■ **What is required**
Only the lines with "when" in the entries below belong in the answer; please copy them.

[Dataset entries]
use clap::{Parser, Subcommand};

mod commands;

#[derive(Parser)]
#[command(name = "finyap", version, about = "Finnish sentence memorisation drill")]
struct Cli {
    /// Log debug output to stderr (RUST_LOG takes precedence)
    #[arg(short, long, global = true)]
    verbose: bool,

    #[command(subcommand)]
    command: Commands,
}

#[derive(Subcommand)]
enum Commands {
    /// Play a session over the selected scenarios
    Play(commands::play::PlayArgs),
    /// List scenarios with their play statistics
    Scenarios {
        /// Case-insensitive name filter
        #[arg(short, long)]
        filter: Option<String>,
    },
    /// Print the vocabulary pool, one word per line
    Vocab {
        /// Limit to these scenarios
        #[arg(short, long = "scenario")]
        scenarios: Vec<String>,
    },
    /// Show recent results for a sentence
    History {
        sentence_id: i64,
        #[arg(short, long, default_value_t = 10)]
        limit: usize,
    },
    /// Configuration management
    Config {
        #[command(subcommand)]
        action: commands::config::ConfigAction,
    },
}

fn init_logging(verbose: bool) {
    let fallback = if verbose { "debug" } else { "warn" };
    tracing_subscriber::fmt()
        .with_env_filter(
            tracing_subscriber::EnvFilter::try_from_default_env()
                .unwrap_or_else(|_| tracing_subscriber::EnvFilter::new(fallback)),
        )
        .with_writer(std::io::stderr)
        .with_target(false)
        .init();
}

fn main() {
    let cli = Cli::parse();
    init_logging(cli.verbose);

    let result = match cli.command {
        Commands::Play(args) => commands::play::run(args),
        Commands::Scenarios { filter } => commands::scenarios::run(filter.as_deref()),
        Commands::Vocab { scenarios } => commands::vocab::run(&scenarios),
        Commands::History { sentence_id, limit } => commands::history::run(sentence_id, limit),
        Commands::Config { action } => commands::config::run(action),
    };

    if let Err(e) = result {
        eprintln!("error: {e}");
        std::process::exit(1);
    }
}
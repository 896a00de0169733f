//! Sentence content: the data model, the scenario file loader, scenario
//! statistics used for selection, and the vocabulary pool.

mod loader;
mod sentence;
mod stats;
mod vocabulary;

pub use loader::{load_dir, parse_scenario};
pub use sentence::{Sentence, SentenceId};
pub use stats::{filter_stats, order_stats, ScenarioStat, Selection};
pub use vocabulary::vocabulary;
impl SessionEngine {
    /// Compose the first queue from `config` and start playing it.
    ///
    /// # Errors
    /// Returns an error when the config is invalid or no sentence matches
    /// the selected scenarios.
    pub fn start(
        config: &SessionConfig,
        catalog: &[Sentence],
        clitics: CliticSet,
        at: DateTime<Utc>,
    ) -> Result<(Self, Vec<Event>), ValidationError> {
        config.validate()?;
        let mut rng = session_rng(config.seed);
        let queue = compose(&config.scenarios, config.per_scenario, catalog, &mut rng);
        if queue.is_empty() {
            return Err(ValidationError::EmptyCollection(
                "no sentences for the selected scenarios".into(),
            ));
        }
        tracing::info!(
            scenarios = config.scenarios.len(),
            sentences = queue.len(),
            "session started"
        );
        Ok(Self::with_queue(queue, clitics, rng, at))
    }

    /// Start playing an already composed queue.
    pub fn with_queue(
        queue: SessionQueue,
        clitics: CliticSet,
        rng: Mcg128Xsl64,
        at: DateTime<Utc>,
    ) -> (Self, Vec<Event>) {
        let mut engine = Self {
            queue: SessionQueue::default(),
            state: RoundState::Playing {
                sentence: 0,
                word: 0,
            },
            failures: BTreeSet::new(),
            attempts: Vec::new(),
            revealed: BTreeSet::new(),
            word_started_at: at,
            last_input: None,
            pass: 0,
            clitics,
            rng,
        };
        let mut events = Vec::new();
        engine.begin_pass(queue, at, &mut events);
        (engine, events)
    }

    // ── Queries ──────────────────────────────────────────────────────

    pub fn state(&self) -> RoundState {
        self.state
    }

    pub fn queue(&self) -> &SessionQueue {
        &self.queue
    }

    pub fn is_recovery(&self) -> bool {
        self.queue.is_recovery()
    }

    /// 1-based pass number.
    pub fn pass(&self) -> u32 {
        self.pass
    }

    pub fn failures(&self) -> &BTreeSet<SentenceId> {
        &self.failures
    }

    pub fn attempts(&self) -> &[WordAttempt] {
        &self.attempts
    }

    pub fn revealed(&self) -> &BTreeSet<usize> {
        &self.revealed
    }

    /// Raw text of the most recent submission in this sentence.
    pub fn last_input(&self) -> Option<&str> {
        self.last_input.as_deref()
    }

    pub fn is_finished(&self) -> bool {
        matches!(self.state, RoundState::Finished { .. })
    }

    fn sentence_index(&self) -> Option<usize> {
        match self.state {
            RoundState::Playing { sentence, .. } | RoundState::RoundOver { sentence, .. } => {
                Some(sentence)
            }
            RoundState::Finished { .. } => None,
        }
    }

    pub fn current_sentence(&self) -> Option<&Sentence> {
        self.queue.get(self.sentence_index()?)
    }

    /// Index of the word awaiting a guess.
    pub fn word_index(&self) -> Option<usize> {
        match self.state {
            RoundState::Playing { word, .. } => Some(word),
            _ => None,
        }
    }

    /// 1-based position of the current sentence and the pass length.
    pub fn position(&self) -> Option<(usize, usize)> {
        Some((self.sentence_index()? + 1, self.queue.len()))
    }

    /// Sentences left in this pass, counting the current one.
    pub fn remaining(&self) -> usize {
        self.sentence_index()
            .map(|i| self.queue.len().saturating_sub(i))
            .unwrap_or(0)
    }

    /// Display model of the current sentence.
    pub fn words(&self) -> Vec<WordView> {
        let Some(sentence) = self.current_sentence() else {
            return Vec::new();
        };
        let current = self.word_index();
        sentence
            .words()
            .iter()
            .enumerate()
            .map(|(i, word)| {
                let state = if self.revealed.contains(&i) {
                    WordState::Revealed
                } else if current == Some(i) {
                    WordState::Current
                } else {
                    WordState::Hidden
                };
                word_view(word, i, state, &self.clitics)
            })
            .collect()
    }

    /// Diff of the failing guess against the word it missed.
    pub fn review(&self) -> Option<Diff> {
        let RoundState::RoundOver { success: false, .. } = self.state else {
            return None;
        };
        let missed = self.attempts.last()?;
        let target = self.current_sentence()?.words().get(missed.word_index)?;
        Some(diff(&missed.user_input, target))
    }

    /// Live per-character feedback for a guess still being typed.
    pub fn feedback(&self, partial: &str) -> Option<Vec<Annotated>> {
        let word = self.word_index()?;
        let target = self.current_sentence()?.normalized().get(word)?;
        live_feedback(partial, target)
    }

    // ── Commands ─────────────────────────────────────────────────────

    /// Submit a guess for the current word.
    ///
    /// A submission that normalizes to nothing is not a guess and changes
    /// nothing. Outside `Playing` this is a no-op.
    pub fn submit(&mut self, input: &str, at: DateTime<Utc>) -> Vec<Event> {
        let RoundState::Playing { sentence, word } = self.state else {
            return Vec::new();
        };
        let guess = normalize(input);
        if guess.is_empty() {
            return Vec::new();
        }
        let Some(current) = self.queue.get(sentence) else {
            return Vec::new();
        };
        let sentence_id = current.id();
        let correct = current.normalized().get(word).is_some_and(|t| *t == guess);
        let duration_ms = (at - self.word_started_at).num_milliseconds().max(0) as u64;

        self.attempts.push(WordAttempt {
            word_index: word,
            user_input: input.to_string(),
            is_correct: correct,
            duration_ms,
        });
        self.last_input = Some(input.to_string());

        let mut events = Vec::new();
        if !self.queue.is_recovery() {
            events.push(Event::PlayLogged(GuessLog {
                sentence_id,
                correct,
                at,
            }));
        }

        if correct {
            events.push(Event::WordAccepted {
                sentence_id,
                word_index: word,
                at,
            });
            self.revealed.insert(word);
            self.advance_to(sentence, word + 1, at, &mut events);
        } else {
            events.push(Event::WordMissed {
                sentence_id,
                word_index: word,
                at,
            });
            self.failures.insert(sentence_id);
            self.finish_round(sentence, false, at, &mut events);
        }
        events
    }

    /// Move past a finished round. Outside `RoundOver` this is a no-op.
    pub fn acknowledge(&mut self, at: DateTime<Utc>) -> Vec<Event> {
        let RoundState::RoundOver { sentence, .. } = self.state else {
            return Vec::new();
        };
        let mut events = Vec::new();
        let next = sentence + 1;
        if next < self.queue.len() {
            self.enter_sentence(next, at, &mut events);
        } else {
            self.finish_pass(at, &mut events);
        }
        events
    }

    /// Abort the session. Unaggregated attempts are discarded.
    pub fn cancel(&mut self, at: DateTime<Utc>) -> Vec<Event> {
        if self.is_finished() {
            return Vec::new();
        }
        self.attempts.clear();
        self.failures.clear();
        self.revealed.clear();
        self.state = RoundState::Finished {
            end: SessionEnd::Cancelled,
        };
        tracing::info!(pass = self.pass, "session cancelled");
        vec![Event::SessionCancelled { at }]
    }

    // ── Internal ─────────────────────────────────────────────────────

    fn begin_pass(&mut self, queue: SessionQueue, at: DateTime<Utc>, events: &mut Vec<Event>) {
        self.pass += 1;
        self.failures.clear();
        self.queue = queue;
        tracing::debug!(
            pass = self.pass,
            recovery = self.queue.is_recovery(),
            sentences = self.queue.len(),
            "pass started"
        );
        events.push(Event::PassStarted {
            pass: self.pass,
            recovery: self.queue.is_recovery(),
            sentences: self.queue.len(),
            at,
        });
        if self.queue.is_empty() {
            self.finish_pass(at, events);
        } else {
            self.enter_sentence(0, at, events);
        }
    }

    fn enter_sentence(&mut self, index: usize, at: DateTime<Utc>, events: &mut Vec<Event>) {
        self.attempts.clear();
        self.revealed.clear();
        self.last_input = None;
        if let Some(sentence) = self.queue.get(index) {
            events.push(Event::SentenceStarted {
                sentence_id: sentence.id(),
                position: index,
                at,
            });
        }
        self.advance_to(index, 0, at, events);
    }

    /// Move the cursor to the first guessable word at or after `from`,
    /// revealing punctuation-only tokens on the way. Completes the round
    /// when no guessable word is left.
    fn advance_to(
        &mut self,
        index: usize,
        from: usize,
        at: DateTime<Utc>,
        events: &mut Vec<Event>,
    ) {
        let Some(sentence) = self.queue.get(index) else {
            return;
        };
        let sentence_id = sentence.id();
        let next = sentence.next_guessable(from);
        let stop = next.unwrap_or(sentence.len());

        for skipped in from..stop {
            self.revealed.insert(skipped);
            events.push(Event::WordSkipped {
                sentence_id,
                word_index: skipped,
            });
        }

        match next {
            Some(word) => {
                self.state = RoundState::Playing {
                    sentence: index,
                    word,
                };
                self.word_started_at = at;
            }
            None => self.finish_round(index, true, at, events),
        }
    }

    fn finish_round(
        &mut self,
        index: usize,
        success: bool,
        at: DateTime<Utc>,
        events: &mut Vec<Event>,
    ) {
        self.state = RoundState::RoundOver {
            sentence: index,
            success,
        };
        let Some(sentence_id) = self.queue.get(index).map(Sentence::id) else {
            return;
        };
        tracing::debug!(sentence_id, success, recovery = self.queue.is_recovery(), "round over");
        events.push(Event::RoundOver {
            sentence_id,
            success,
            at,
        });
        if !self.queue.is_recovery() {
            events.push(Event::ResultReady(aggregate(
                sentence_id,
                success,
                self.attempts.clone(),
            )));
        }
    }

    fn finish_pass(&mut self, at: DateTime<Utc>, events: &mut Vec<Event>) {
        match next_pass(&self.failures, self.queue.sentences(), &mut self.rng) {
            NextPass::Done => {
                self.attempts.clear();
                self.state = RoundState::Finished {
                    end: SessionEnd::Mastered,
                };
                tracing::info!(passes = self.pass, "session mastered");
                events.push(Event::SessionMastered {
                    passes: self.pass,
                    at,
                });
            }
            NextPass::Replay(queue) => self.begin_pass(queue, at, events),
        }
    }
}
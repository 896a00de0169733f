//! Scenario file loader.
//!
//! Each scenario is one file of `source<TAB>translation` lines. The file
//! name is the scenario label.

use std::fs;
use std::path::{Path, PathBuf};

use crate::error::{ContentError, Result};

use super::{Sentence, SentenceId};

/// Load every scenario file with the given extension under `dir`, recursively.
///
/// Files are visited in path order. Sentences get provisional ids starting
/// at 1; a database sync replaces them with stored ids.
///
/// # Errors
/// Returns an error if `dir` does not exist or cannot be listed. Individual
/// unreadable files are logged and skipped.
pub fn load_dir(dir: &Path, extension: &str) -> Result<Vec<Sentence>> {
    if !dir.is_dir() {
        return Err(ContentError::DirectoryMissing(dir.to_path_buf()).into());
    }

    let mut files = Vec::new();
    collect_files(dir, extension, &mut files)?;
    files.sort();

    let mut sentences = Vec::new();
    for path in files {
        let content = match fs::read_to_string(&path) {
            Ok(c) => c,
            Err(e) => {
                tracing::warn!(
                    path = %path.display(),
                    error = %e,
                    "skipping unreadable scenario file"
                );
                continue;
            }
        };
        let scenario = path
            .file_name()
            .map(|n| n.to_string_lossy().into_owned())
            .unwrap_or_default();
        let next_id = sentences.len() as SentenceId + 1;
        sentences.extend(parse_scenario(&scenario, &content, next_id));
    }

    tracing::debug!(count = sentences.len(), dir = %dir.display(), "loaded sentences");
    Ok(sentences)
}

/// Parse the lines of one scenario file. Ids are assigned from `first_id`.
///
/// Blank lines and lines without a tab are skipped, as are sentences with
/// no guessable word.
pub fn parse_scenario(scenario: &str, content: &str, first_id: SentenceId) -> Vec<Sentence> {
    let mut out = Vec::new();
    for line in content.lines() {
        if line.trim().is_empty() {
            continue;
        }
        let Some((source, translation)) = line.split_once('\t') else {
            continue;
        };
        let id = first_id + out.len() as SentenceId;
        match Sentence::new(id, scenario, source, translation) {
            Some(sentence) => out.push(sentence),
            None => tracing::warn!(scenario, line, "skipping sentence with no guessable words"),
        }
    }
    out
}

fn collect_files(dir: &Path, extension: &str, out: &mut Vec<PathBuf>) -> Result<()> {
    let entries = fs::read_dir(dir).map_err(|source| ContentError::ReadFailed {
        path: dir.to_path_buf(),
        source,
    })?;
    for entry in entries {
        let path = entry
            .map_err(|source| ContentError::ReadFailed {
                path: dir.to_path_buf(),
                source,
            })?
            .path();
        if path.is_dir() {
            collect_files(&path, extension, out)?;
        } else if path.extension().is_some_and(|e| e == extension) {
            out.push(path);
        }
    }
    Ok(())
}
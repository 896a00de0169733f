use std::collections::BTreeSet;

use super::Sentence;

/// Distinct normalized words across `sentences`, sorted.
///
/// This is the candidate list offered to the word picker, so it is built
/// from the whole scenario content rather than just the sampled queue.
pub fn vocabulary<'a>(sentences: impl IntoIterator<Item = &'a Sentence>) -> BTreeSet<String> {
    sentences
        .into_iter()
        .flat_map(|s| s.normalized().iter())
        .filter(|w| !w.is_empty())
        .cloned()
        .collect()
}

#[cfg(test)]
mod tests {
    use super::*;

    #[test]
    fn collects_distinct_words() {
        let a = Sentence::new(1, "s", "Minä menen.", "I go.").unwrap();
        let b = Sentence::new(2, "s", "Sinä menet , minä jään", "You go, I stay").unwrap();
        let vocab = vocabulary([&a, &b]);
        let words: Vec<_> = vocab.iter().map(String::as_str).collect();
        assert_eq!(words, vec!["jään", "menen", "menet", "minä", "sinä"]);
    }
}
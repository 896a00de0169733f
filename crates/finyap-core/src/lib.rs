//! # Finyap Core Library
//!
//! This library provides the core logic for finyap, a Finnish sentence
//! memorisation drill. The learner sees an English translation and a
//! silhouette of the Finnish sentence, then reconstructs it one word at a
//! time. Sentences missed during a pass are replayed until a pass finishes
//! without errors.
//!
//! ## Architecture
//!
//! - **Text**: normalization, clitic segmentation, vowel-class cipher and
//!   character diffs
//! - **Content**: scenario files, sentences, vocabulary and scenario stats
//! - **Session**: composition, the round state machine, recovery passes and
//!   analytics records
//! - **Storage**: SQLite play history and TOML configuration
//!
//! ## Key Components
//!
//! - [`SessionEngine`]: Round state machine
//! - [`Database`]: Play history persistence
//! - [`Config`]: Application configuration management
//! - [`Recorder`]: Sink for the persistence events an engine emits

pub mod content;
pub mod error;
pub mod events;
pub mod render;
pub mod session;
pub mod storage;
pub mod text;

pub use content::{load_dir, parse_scenario, ScenarioStat, Selection, Sentence, SentenceId};
pub use error::{ConfigError, ContentError, CoreError, DatabaseError, ValidationError};
pub use events::Event;
pub use render::{word_view, Segment, SegmentKind, WordState, WordView};
pub use session::{
    recorder, Recorder, RoundState, SentenceResult, SessionConfig, SessionEnd, SessionEngine,
    SessionQueue, WordAttempt,
};
pub use storage::{Config, Database};
pub use text::{cipher, normalize, CliticSet};
//! Per-sentence analytics records.

use chrono::{DateTime, Utc};
use serde::{Deserialize, Serialize};

use crate::content::SentenceId;

/// One guess submission.
///
/// `user_input` is the raw text as typed, kept for later error review.
/// Serialized with the camelCase keys stored in `sentence_results`.
#[derive(Debug, Clone, PartialEq, Eq, Serialize, Deserialize)]
#[serde(rename_all = "camelCase")]
pub struct WordAttempt {
    pub word_index: usize,
    pub user_input: String,
    pub is_correct: bool,
    pub duration_ms: u64,
}

/// Single-guess log entry.
#[derive(Debug, Clone, PartialEq, Eq, Serialize, Deserialize)]
pub struct GuessLog {
    pub sentence_id: SentenceId,
    pub correct: bool,
    pub at: DateTime<Utc>,
}

/// Summary of one completed sentence.
#[derive(Debug, Clone, PartialEq, Eq, Serialize, Deserialize)]
pub struct SentenceResult {
    pub sentence_id: SentenceId,
    pub success: bool,
    pub total_duration_ms: u64,
    pub attempts: Vec<WordAttempt>,
}

impl SentenceResult {
    /// Attempt list as stored in the `attempt_details` column.
    ///
    /// # Errors
    /// Returns an error if serialization fails.
    pub fn attempts_json(&self) -> Result<String, serde_json::Error> {
        serde_json::to_string(&self.attempts)
    }
}

/// Fold a sentence's attempts into its result record.
pub fn aggregate(
    sentence_id: SentenceId,
    success: bool,
    attempts: Vec<WordAttempt>,
) -> SentenceResult {
    let total_duration_ms = attempts.iter().map(|a| a.duration_ms).sum();
    SentenceResult {
        sentence_id,
        success,
        total_duration_ms,
        attempts,
    }
}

■ **Written response**
    /// Returns an error when the config is invalid or no sentence matches
    /// when no guessable word is left.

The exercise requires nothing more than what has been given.